The F1 mice from all dose groups were reared on the same diet that was provided their parents, and cohabited within dose groups at nearly equal to pnd 74. At the high dose, there was a nearly equal to 20% reduction in live pup number, while adjusted pup weight was reduced in the middle and high dose groups by 13% and 21%, respectively.
After the F2 litters were delivered and evaluated, the F1 adults were killed and necropsied. Female body weight was reduced in the middle and high dose groups by 5% and 23%, respectively. Adjusted liver weight was increased by nearly equal to 12% at the high dose; estrous cycle parameters were unchanged across dose groups. Male body weight was reduced by 10% and 18% in the middle and high dose groups, respectively. Adjusted kidney weight was reduced by nearly equal to 10% at the high dose only. No significant treatment-related microscopic lesions were noted in the reproductive organs of these animals.

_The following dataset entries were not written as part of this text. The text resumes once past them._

//! EfficientNet特徴抽出バックボーン
//!
//! 元の分類層を取り除き、グローバル平均プーリング後の特徴ベクトル
//! (既定では1280次元) を出力します。推論専用のため BatchNorm は
//! 学習済みの統計量のみを使う固定版です。

use burn::{
    config::Config,
    module::{Module, Param},
    nn::{
        conv::{Conv2d, Conv2dConfig},
        PaddingConfig2d,
    },
    tensor::{
        activation::{sigmoid, silu},
        backend::Backend,
        Tensor,
    },
};

/// MBConvステージ設定
#[derive(Config, Debug)]
pub struct MbConvStageConfig {
    /// 拡張率（1の場合は拡張convを省略）
    pub expand_ratio: usize,
    /// depthwise convのカーネルサイズ
    pub kernel_size: usize,
    /// ステージ先頭ブロックのストライド
    pub stride: usize,
    pub in_channels: usize,
    pub out_channels: usize,
    /// ブロック数
    pub num_layers: usize,
}

/// バックボーン設定
#[derive(Config, Debug)]
pub struct EfficientNetConfig {
    /// stem convの出力チャネル数
    pub stem_channels: usize,
    /// MBConvステージ
    pub stages: Vec<MbConvStageConfig>,
    /// 最終1x1 convの出力チャネル数（= 特徴次元）
    #[config(default = 1280)]
    pub head_channels: usize,
    #[config(default = 1e-5)]
    pub bn_epsilon: f64,
}

impl EfficientNetConfig {
    /// EfficientNet-B0 の構成
    pub fn b0() -> Self {
        let stage = MbConvStageConfig::new;
        Self::new(
            32,
            vec![
                stage(1, 3, 1, 32, 16, 1),
                stage(6, 3, 2, 16, 24, 2),
                stage(6, 5, 2, 24, 40, 2),
                stage(6, 3, 2, 40, 80, 3),
                stage(6, 5, 1, 80, 112, 3),
                stage(6, 5, 2, 112, 192, 4),
                stage(6, 3, 1, 192, 320, 1),
            ],
        )
    }

    /// 出力特徴ベクトルの次元
    pub fn feature_dim(&self) -> usize {
        self.head_channels
    }

    /// バックボーンを初期化
    pub fn init<B: Backend>(&self, device: &B::Device) -> EfficientNet<B> {
        let eps = self.bn_epsilon;
        let stem = conv_norm(3, self.stem_channels, 3, 2, 1, true, eps, device);

        let mut blocks = Vec::new();
        for stage in &self.stages {
            for layer in 0..stage.num_layers {
                let (in_channels, stride) = if layer == 0 {
                    (stage.in_channels, stage.stride)
                } else {
                    (stage.out_channels, 1)
                };
                blocks.push(MbConv::new(
                    in_channels,
                    stage.out_channels,
                    stage.expand_ratio,
                    stage.kernel_size,
                    stride,
                    eps,
                    device,
                ));
            }
        }

        let last_channels = self
            .stages
            .last()
            .map(|s| s.out_channels)
            .unwrap_or(self.stem_channels);
        let head = conv_norm(last_channels, self.head_channels, 1, 1, 1, true, eps, device);

        tracing::debug!(
            blocks = blocks.len(),
            feature_dim = self.head_channels,
            "EfficientNet backbone initialized"
        );

        EfficientNet { stem, blocks, head }
    }
}

/// EfficientNetバックボーン
#[derive(Module, Debug)]
pub struct EfficientNet<B: Backend> {
    stem: ConvNormActivation<B>,
    blocks: Vec<MbConv<B>>,
    head: ConvNormActivation<B>,
}

impl<B: Backend> EfficientNet<B> {
    /// 順伝播
    ///
    /// # 引数
    /// - `images`: バッチ画像 [batch_size, 3, H, W]
    ///
    /// # 戻り値
    /// - 特徴ベクトル [batch_size, feature_dim]
    pub fn forward(&self, images: Tensor<B, 4>) -> Tensor<B, 2> {
        let x = self.stem.forward(images);
        let x = self.blocks.iter().fold(x, |x, block| block.forward(x));
        let x = self.head.forward(x);

        // グローバル平均プーリング
        let [batch_size, channels, _, _] = x.dims();
        x.mean_dim(3).mean_dim(2).reshape([batch_size, channels])
    }
}

/// 学習済み統計量で正規化する BatchNorm
#[derive(Module, Debug)]
pub struct FrozenBatchNorm<B: Backend> {
    weight: Param<Tensor<B, 1>>,
    bias: Param<Tensor<B, 1>>,
    running_mean: Param<Tensor<B, 1>>,
    running_var: Param<Tensor<B, 1>>,
    epsilon: f64,
}

impl<B: Backend> FrozenBatchNorm<B> {
    fn new(num_features: usize, epsilon: f64, device: &B::Device) -> Self {
        Self {
            weight: Param::from_tensor(Tensor::ones([num_features], device)),
            bias: Param::from_tensor(Tensor::zeros([num_features], device)),
            running_mean: Param::from_tensor(Tensor::zeros([num_features], device)),
            running_var: Param::from_tensor(Tensor::ones([num_features], device)),
            epsilon,
        }
    }

    fn forward(&self, x: Tensor<B, 4>) -> Tensor<B, 4> {
        let [channels] = self.weight.val().dims();
        let scale = self
            .weight
            .val()
            .div(self.running_var.val().add_scalar(self.epsilon).sqrt());
        let shift = self
            .bias
            .val()
            .sub(self.running_mean.val().mul(scale.clone()));

        x.mul(scale.reshape([1, channels, 1, 1]))
            .add(shift.reshape([1, channels, 1, 1]))
    }
}

/// Conv + BatchNorm (+ SiLU)
#[derive(Module, Debug)]
pub struct ConvNormActivation<B: Backend> {
    conv: Conv2d<B>,
    norm: FrozenBatchNorm<B>,
    activate: bool,
}

impl<B: Backend> ConvNormActivation<B> {
    fn forward(&self, x: Tensor<B, 4>) -> Tensor<B, 4> {
        let x = self.norm.forward(self.conv.forward(x));
        if self.activate {
            silu(x)
        } else {
            x
        }
    }
}

#[allow(clippy::too_many_arguments)]
fn conv_norm<B: Backend>(
    in_channels: usize,
    out_channels: usize,
    kernel_size: usize,
    stride: usize,
    groups: usize,
    activate: bool,
    epsilon: f64,
    device: &B::Device,
) -> ConvNormActivation<B> {
    let padding = (kernel_size - 1) / 2;
    ConvNormActivation {
        conv: Conv2dConfig::new([in_channels, out_channels], [kernel_size, kernel_size])
            .with_stride([stride, stride])
            .with_padding(PaddingConfig2d::Explicit(padding, padding))
            .with_groups(groups)
            .with_bias(false)
            .init(device),
        norm: FrozenBatchNorm::new(out_channels, epsilon, device),
        activate,
    }
}

/// Squeeze-and-Excitation
#[derive(Module, Debug)]
pub struct SqueezeExcitation<B: Backend> {
    reduce: Conv2d<B>,
    expand: Conv2d<B>,
}

impl<B: Backend> SqueezeExcitation<B> {
    fn new(channels: usize, squeeze_channels: usize, device: &B::Device) -> Self {
        Self {
            reduce: Conv2dConfig::new([channels, squeeze_channels], [1, 1]).init(device),
            expand: Conv2dConfig::new([squeeze_channels, channels], [1, 1]).init(device),
        }
    }

    fn forward(&self, x: Tensor<B, 4>) -> Tensor<B, 4> {
        let scale = x.clone().mean_dim(3).mean_dim(2);
        let scale = silu(self.reduce.forward(scale));
        let scale = sigmoid(self.expand.forward(scale));
        x.mul(scale)
    }
}

/// 反転ボトルネックブロック
#[derive(Module, Debug)]
pub struct MbConv<B: Backend> {
    expand: Option<ConvNormActivation<B>>,
    depthwise: ConvNormActivation<B>,
    se: SqueezeExcitation<B>,
    project: ConvNormActivation<B>,
    use_residual: bool,
}

impl<B: Backend> MbConv<B> {
    fn new(
        in_channels: usize,
        out_channels: usize,
        expand_ratio: usize,
        kernel_size: usize,
        stride: usize,
        epsilon: f64,
        device: &B::Device,
    ) -> Self {
        let hidden = in_channels * expand_ratio;
        let expand = (expand_ratio != 1)
            .then(|| conv_norm(in_channels, hidden, 1, 1, 1, true, epsilon, device));

        Self {
            expand,
            depthwise: conv_norm(hidden, hidden, kernel_size, stride, hidden, true, epsilon, device),
            se: SqueezeExcitation::new(hidden, (in_channels / 4).max(1), device),
            project: conv_norm(hidden, out_channels, 1, 1, 1, false, epsilon, device),
            use_residual: stride == 1 && in_channels == out_channels,
        }
    }

    fn forward(&self, input: Tensor<B, 4>) -> Tensor<B, 4> {
        let x = match &self.expand {
            Some(expand) => expand.forward(input.clone()),
            None => input.clone(),
        };
        let x = self.depthwise.forward(x);
        let x = self.se.forward(x);
        let x = self.project.forward(x);

        // 推論時は stochastic depth を行わない
        if self.use_residual {
            x.add(input)
        } else {
            x
        }
    }
}
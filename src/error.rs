//! 分類器のエラー定義
//!
//! 構築時のエラー（アーティファクト・メタデータ・デバイス）と
//! リクエスト単位のエラー（画像デコード・推論・入力不正）を区別します。

use std::path::PathBuf;
use thiserror::Error;

/// 分類器で発生するエラー
#[derive(Error, Debug)]
pub enum ClassifierError {
    /// モデルアーティファクトが存在しない
    #[error("model artifact not found: {}", path.display())]
    ArtifactNotFound { path: PathBuf },

    /// アーティファクトの読み込み・復元に失敗、または構造が一致しない
    #[error("model artifact is corrupt ({}): {reason}", path.display())]
    ArtifactCorrupt { path: PathBuf, reason: String },

    /// 要求された計算デバイスを確保できない
    #[error("compute device unavailable: {device}")]
    DeviceUnavailable { device: String },

    /// メタデータファイルの読み込みエラー
    #[error("failed to read model metadata ({})", path.display())]
    Metadata {
        path: PathBuf,
        #[source]
        source: Box<dyn std::error::Error + Send + Sync>,
    },

    /// クラス名一覧が不正
    #[error("invalid label vocabulary: {0}")]
    InvalidVocabulary(String),

    /// 画像をデコードできない
    #[error("failed to decode image")]
    ImageDecode(#[source] image::ImageError),

    /// 順伝播または出力の取り出しに失敗
    #[error("inference failed: {0}")]
    Inference(String),

    /// 呼び出し側の入力が不正（閾値、エンコード済み画像など）
    #[error("invalid input: {0}")]
    InvalidInput(String),
}

impl ClassifierError {
    pub(crate) fn corrupt(path: impl Into<PathBuf>, reason: impl Into<String>) -> Self {
        Self::ArtifactCorrupt {
            path: path.into(),
            reason: reason.into(),
        }
    }

    pub(crate) fn metadata(
        path: impl Into<PathBuf>,
        source: impl std::error::Error + Send + Sync + 'static,
    ) -> Self {
        Self::Metadata {
            path: path.into(),
            source: Box::new(source),
        }
    }

    /// エンジン構築時のエラーか（発生した場合エンジンはプロセス終了まで利用不可）
    pub fn is_construction_error(&self) -> bool {
        matches!(
            self,
            Self::ArtifactNotFound { .. }
                | Self::ArtifactCorrupt { .. }
                | Self::DeviceUnavailable { .. }
                | Self::Metadata { .. }
                | Self::InvalidVocabulary(_)
        )
    }

    /// 呼び出し側の入力に起因するエラーか
    pub fn is_client_error(&self) -> bool {
        matches!(self, Self::ImageDecode(_) | Self::InvalidInput(_))
    }
}

/// 分類器の結果型
pub type Result<T> = std::result::Result<T, ClassifierError>;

Thus, meta-nitrobenzoic acid reduced weight gain in adults and caused significant reproductive toxicity in both generations. The second generation was not clearly more affected than the first. The female appeared more sensitive than the male, and, though body weight was reduced, non-reproductive toxicities (organ weight changes, microscopic lesions) were not marked.
NTIS # PB90256058